Electrochemical and Theoretical Study of π–π Stacking Interactions between Graphitic Surfaces and Pyrene Derivatives

In this study, the reversibility of π–π stacking interactions at graphite electrodes (GE) of pyrene, 1-aminopyrene, 1-pyrenecarboxylic acid, and doxorubicin hydrochloride (DOX) have been studied. The adsorption and desorption of these π-orbital-rich molecules was characterized using X-ray photoelectron spectroscopy (XPS) and cyclic voltammetry (CV). The experimental investigations were complemented with a density functional theory study of the interaction between these π-orbital-rich molecules and graphite. It was demonstrated that the charged pyrene derivatives could be electrochemically desorbed from the graphitic surfaces, when a sufficiently high potential of the same charge as the pyrene derivative, was applied to the electrode.
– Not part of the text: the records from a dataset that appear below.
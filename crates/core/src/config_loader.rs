use crate::config::AppConfig;
use anyhow::{Context, Result};
use figment::{
    providers::{Env, Format, Serialized, Toml},
    Figment,
};
use std::path::Path;

/// Prefix for environment overrides, e.g. `VENUE_ARB_SCANNER__MAX_BUDGET=500`.
pub const ENV_PREFIX: &str = "VENUE_ARB_";

pub struct ConfigLoader;

impl ConfigLoader {
    /// Builds the layered figment: defaults, then the TOML file, then an
    /// optional profile file next to it, then environment variables.
    #[must_use]
    pub fn figment(path: &Path, profile: Option<&str>) -> Figment {
        let mut figment = Figment::from(Serialized::defaults(AppConfig::default()))
            .merge(Toml::file(path));

        if let Some(profile) = profile {
            let stem = path
                .file_stem()
                .and_then(|s| s.to_str())
                .unwrap_or("Config");
            let profile_file = path.with_file_name(format!("{stem}.{profile}.toml"));
            figment = figment.merge(Toml::file(profile_file));
        }

        figment.merge(Env::prefixed(ENV_PREFIX).split("__"))
    }

    /// Loads and validates the application configuration.
    ///
    /// # Errors
    ///
    /// Returns an error if configuration files cannot be read or parsed, or
    /// if the resulting configuration fails validation.
    pub fn load(path: impl AsRef<Path>) -> Result<AppConfig> {
        Self::load_with_profile(path, None)
    }

    /// Loads the configuration with a profile overlay (e.g. `Config.dev.toml`).
    ///
    /// # Errors
    ///
    /// Returns an error if configuration files cannot be read or parsed, or
    /// if the resulting configuration fails validation.
    pub fn load_with_profile(path: impl AsRef<Path>, profile: Option<&str>) -> Result<AppConfig> {
        let path = path.as_ref();
        let config: AppConfig = Self::figment(path, profile)
            .extract()
            .with_context(|| format!("failed to load configuration from {}", path.display()))?;

        config
            .validate()
            .with_context(|| format!("invalid configuration in {}", path.display()))?;

        Ok(config)
    }
}
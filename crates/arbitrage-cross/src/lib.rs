//! Cross-venue arbitrage opportunity detection.
//!
//! When the same asset trades on several venues, one venue's best bid can sit
//! above another venue's best ask. Buying on the cheap venue and selling on
//! the expensive one captures the spread:
//!
//! ```text
//! Venue A:  bid 115 / ask 120
//! Venue B:  bid  90 / ask  95
//!
//! Buy on B @ 95, sell on A @ 115
//!   ratio 115 / 95 = 1.21 > min_profit_ratio
//! ```
//!
//! # Modules
//!
//! - [`matcher`]: Crosses one venue's asks against another's bids under a budget
//! - [`detector`]: Finds the first crossing venue pair for one asset pair and sizes it
//! - [`scanner`]: Scans every asset pair concurrently and applies transfer gates
//! - [`poller`]: Fetches quotes on an interval and drives the scanner
//! - [`sink`]: Where reported opportunities go
//! - [`mock`]: In-memory venue for tests and dry runs
//!
//! # Example
//!
//! ```ignore
//! use venue_arb_cross::{OpportunityScanner, Poller, PollerConfig, ScannerConfig};
//!
//! let scanner = OpportunityScanner::new(brokers, ScannerConfig::default());
//! let poller = Poller::new(scanner, pairs, PollerConfig::default())
//!     .with_shutdown(shutdown_rx);
//!
//! poller.prepare().await?;
//! let summary = poller.run().await;
//! ```
//!
//! Opportunities are gross of fees and transfer costs. Nothing here places
//! orders.

pub mod detector;
pub mod error;
pub mod matcher;
pub mod mock;
pub mod poller;
pub mod scanner;
pub mod sink;
pub mod types;

// Re-export main types for convenience
pub use detector::{BrokerMap, OpportunityDetector, PairOutcome};
pub use error::{ScanError, StartupError};
pub use matcher::{match_offers, MatcherConfig, OrderBookMatcher};
pub use mock::MockBroker;
pub use poller::{CycleStats, Poller, PollerConfig, RunSummary};
pub use scanner::{OpportunityScanner, ScanReport, ScanStats, ScannerConfig};
pub use sink::{ChannelSink, LogSink, OpportunitySink};
pub use types::{MarketSnapshot, Opportunity, TradePlan};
The duration of the applied potential, the pH and the magnitude of the applied potential during potential pulsing were found to be important with regards to the desorption efficiency. Up to 90% of charged pyrene derivatives could be removed from the electrode surface within 60 s via potential pulsing. However, these parameters produced insignificant effects on neutral pyrene bound to the graphite. A potential application of this electrochemically induced desorption of π-rich species in drug delivery was demonstrated via the release of adsorbed doxorubicin (DOX).